I remember exactly where I was when I first thought I was losing the pregnancy: then a high school history teacher, I had rushed to the bathroom between classes when I saw red blood—bright and accusatory—on the toilet paper and in the bowl. I ran to my friend, tearfully explaining both that I was pregnant and that I was scared I was about to not be. He covered my next class as I talked to my doctor on the phone and made plans to meet my husband in her office as soon as possible.
An hour later we heard our son’s heartbeat and saw the first pictures of him. No bigger than a sesame seed, he nevertheless impressed us just as much as the other striking thing we noticed on that ultrasound screen: instead of the pear that, we learned, a uterus is supposed to be shaped like, mine was shaped like a heart. There was our sesame seed, growing inside a heart inside of me. I’m not sure I’d ever seen anything so beautiful.
Having a bicornuate uterus, the doctor explained, is associated with an increased risk of miscarriage because the zygote (here I was wishing I taught biology instead of history) can only implant itself in certain parts of the womb in order to have sufficient space and blood flow to grow.
Had our sesame seed implanted in a good place? It was too early to tell, she said, but it looked okay for now. And what about all that blood in the bathroom? Not necessarily a bad sign, she assured us.

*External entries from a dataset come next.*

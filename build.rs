fn main() {
    println!("cargo:rerun-if-changed=keys/firmware_signing.pub.pem");

    // The ESP-IDF environment only exists for device builds; host builds
    // (tests, fuzzing) compile the simulation backends instead.
    #[cfg(feature = "espidf")]
    embuild::espidf::sysenv::output();
}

We’d have to wait and see.
As I learned more about my bicornuate uterus from my doctor and from ill-conceived Internet searches (note to self: never turn to the Web when looking for reassurance), I learned that I was at risk for preterm labor, that my pregnancy would likely be irrevocably breech and my plans for a natural delivery were shot, and that he was four times more likely to be born with a congenital deformity. I spent the first few months and much of my last trimester on bed rest, my stomach jutting out at an increasingly odd angle, my son having settled himself completely on the right side of my womb. I bled on and off throughout my pregnancy, each event no less scary than the first had been, but countless ultrasounds suggested that, despite the evidence to the contrary, the pregnancy was proceeding well.
Plans for my delivery went the way the rest of the pregnancy had. Scheduled for a c-section at 38 weeks, I went into labor the week before, mistaking the telltale fullness of contractions for indigestion before understanding that yet another plan in this chaotic pregnancy was unraveling. But despite the fact that I hadn’t yet packed my bag with everything you’re supposed to, that I hadn’t yet finished the requisite chapters of What to Expect When You’re Expecting, that I had spent the previous eight months more scared than I’d ever been, I gave birth to a healthy son that Labor Day morning.
My pregnancies with my second son and my daughter were hardly less dramatic. I experienced the same bleeding with both. With my son, I had such bad sciatica that I could barely walk—a challenge for any pregnant woman, let alone one with a one-year-old to take care of. But my pregnancy with my daughter was the most challenging of all. When I was 32 weeks pregnant, I experienced a placental abruption and had to spend the rest of my pregnancy in the hospital with a fetal monitor strapped to my belly. But both children—like their brother before them—were born healthy. For as much time as I’d spent with doctors during my pregnancies, I was able to bring all three of my babies home right away. The doctors, it seemed, had done their jobs, just as my abnormal, heart-shaped uterus had done its own.
Despite all the worry it caused during my pregnancies, there’s some poetry, I think, to having grown my babies in a space shaped like a heart. And there are many ways in which having difficult pregnancies was the perfect preparation for the much harder work that came afterward. What better way, after all, to steel myself for the sleepless nights, sick days, and collapsed Lego towers that come with parenting?
What better training for what to expect when you’re expecting then the unexpected that defined so much of my pregnancies?